Depressing in Cressing


Susan Simpson relates a gloomy tale from one Essex parish that shows how the lack of a Local Plan can allow opportunistic developers to call the shots

Cressing parish lies south of Braintree. It has two main village areas and several hamlets that together, before 2019, had some 700 houses.
It was classified in the emerging Local Plan (eLP) for Braintree District Council at the beginning of the process in 2014 as a semi-rural third-tier village – the smallest category of village in the district and judged to have limited services and facilities and therefore deemed unable to support development other than limited small-scale infill.
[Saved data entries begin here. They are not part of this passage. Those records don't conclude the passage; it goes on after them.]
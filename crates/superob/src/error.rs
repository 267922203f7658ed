//! Error type for the super-observation stage.

use boreas_odim::OdimError;

/// Error type for all fallible operations in the super-observation stage.
#[derive(Debug, Clone, thiserror::Error)]
pub enum SuperobError {
    /// Returned when a configuration value is out of range.
    #[error("invalid superob configuration: {reason}")]
    InvalidConfig {
        /// Description of the offending value.
        reason: String,
    },

    /// Returned when the volume has neither reflectivity nor velocity
    /// sweeps.
    #[error("no data to superob")]
    NoData,

    /// Returned when every measurement of both moments is missing.
    #[error("all measurements are missing")]
    AllMissing,

    /// Returned when the output file rejects a write or lacks a required
    /// attribute.
    #[error("output file: {0}")]
    Output(#[from] OdimError),
}
//! Doppler velocity dealiasing for polar radar volumes.
//!
//! Pulse radars measure radial velocity only modulo twice the Nyquist
//! velocity; real winds beyond that band fold back into it. This stage
//! recovers the unfolded field in four steps:
//!
//! 1. evaluate fold-invariant model quantities per gate ([`model`]);
//! 2. partition eligible gates into height slabs ([`sectors`]);
//! 3. fit one horizontal wind per slab by linear least squares and
//!    evaluate the modelled radial velocity per gate ([`fit`]);
//! 4. pick, per gate, the Nyquist-interval multiplier bringing the
//!    measurement closest to the model ([`unfold`]), and write the
//!    result back quantized.
//!
//! # Quick start
//!
//! ```ignore
//! use boreas_dealias::{dealias, DealiasConfig};
//!
//! let config = DealiasConfig::new().with_max_wind(60.0);
//! let summary = dealias(&mut volume, &config, &mut out_file)?;
//! for w in &summary.warnings {
//!     eprintln!("warning: {w}");
//! }
//! ```

mod config;
mod error;
pub mod fit;
pub mod model;
pub mod sectors;
pub mod unfold;
mod write;

pub use config::DealiasConfig;
pub use error::DealiasError;

use tracing::{debug, info};

use boreas_odim::OdimWriter;
use boreas_volume::heights::fill_heights;
use boreas_volume::PolarVolume;

/// What the dealiasing stage did to a volume.
#[derive(Debug, Clone)]
pub struct DealiasSummary {
    /// Recoverable conditions encountered, for the caller's logger.
    pub warnings: Vec<String>,
    /// Smallest finite Nyquist velocity found.
    pub vny_min: f64,
    /// Number of height slabs considered.
    pub sectors_total: usize,
    /// Number of slabs that produced a wind fit.
    pub sectors_fitted: usize,
    /// Number of gates that received a dealiased value.
    pub gates_unfolded: usize,
}

/// Runs the dealiasing stage on `volume` and writes the result through
/// `out`.
///
/// On success the volume carries `sectors`, `w_models`,
/// `nyquist_multipliers` and `dvrads`. Fatal conditions (no velocity
/// sweeps, an all-NaN velocity cube, a rejected write) abort the volume
/// and leave it unchanged apart from possibly computed gate heights.
pub fn dealias(
    volume: &mut PolarVolume,
    config: &DealiasConfig,
    out: &mut dyn OdimWriter,
) -> Result<DealiasSummary, DealiasError> {
    config.validate()?;

    if volume.vrad.is_empty() {
        return Err(DealiasError::NoVradData);
    }
    if volume.vrad.all_missing() {
        return Err(DealiasError::AllMissing);
    }

    let mut warnings = Vec::new();

    if volume.vrad.zs.is_none() {
        debug!("computing gate heights");
        fill_heights(&mut volume.vrad, volume.site_height);
    }

    let qty = model::compute_model_quantities(&volume.vrad);
    if qty.vny_min.is_infinite() {
        warnings.push("no sweep carries a Nyquist velocity; leaving volume folded".to_string());
    }

    let sectors = sectors::determine_sectors(&volume.vrad, &qty.d, volume.site_height, config);
    info!(slabs = sectors.len(), "height slabs determined");

    let w_models = fit::compute_wind_models(&volume.vrad, &qty, &sectors, config);
    let sectors_fitted = sectors
        .bins
        .iter()
        .filter(|bins| {
            bins.len() >= config.min_good_points()
                && bins.iter().any(|&(e, a, r)| !w_models[[e, a, r]].is_nan())
        })
        .count();
    if sectors_fitted == 0 && !sectors.is_empty() {
        warnings.push("no height slab produced a wind fit; leaving volume folded".to_string());
    }

    let unfolded = unfold::unfold(&volume.vrad, &qty, &w_models, config);
    let gates_unfolded = unfolded.dvrads.iter().filter(|v| !v.is_nan()).count();
    info!(gates = gates_unfolded, "gates unfolded");

    write::write_dealiased(&volume.vrad, &unfolded.dvrads, out)?;

    let summary = DealiasSummary {
        warnings,
        vny_min: qty.vny_min,
        sectors_total: sectors.len(),
        sectors_fitted,
        gates_unfolded,
    };
    volume.sectors = Some(sectors);
    volume.w_models = Some(w_models);
    volume.nyquist_multipliers = Some(unfolded.multipliers);
    volume.dvrads = Some(unfolded.dvrads);
    Ok(summary)
}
In 2014 the parish council started work on a Neighbourhood Plan. This was completed and ‘made’ by BDC as part of its development plan in February 2020. This plan allocated a site of 225 dwellings, while a Housing Needs Assessment (HNA) commissioned by the Ministry of Housing, Communities and Local Government showed a remaining requirement for the parish of 155 until 2033, the end of the plan period.
BDC has been ‘working on’ its Local Plan since 2014 and for much of that time has been unable to demonstrate a five-year housing land supply that could not be successfully challenged by developers at appeal.
Planning has therefore been taken out of the hands of the local authority and unsuitable speculative sites without supporting infrastructure have won permission solely on the basis of ‘presumption’.
Cressing has suffered badly from this failure to make a district plan, even though the parish took on the challenge from the government of producing a Neighbourhood Plan that included a site allocation to meet its needs, two sites allocated in the eLP and a fully professional HNA from a company commissioned by MCHLG. Despite this, an appeal was allowed recently for an additional 250 houses.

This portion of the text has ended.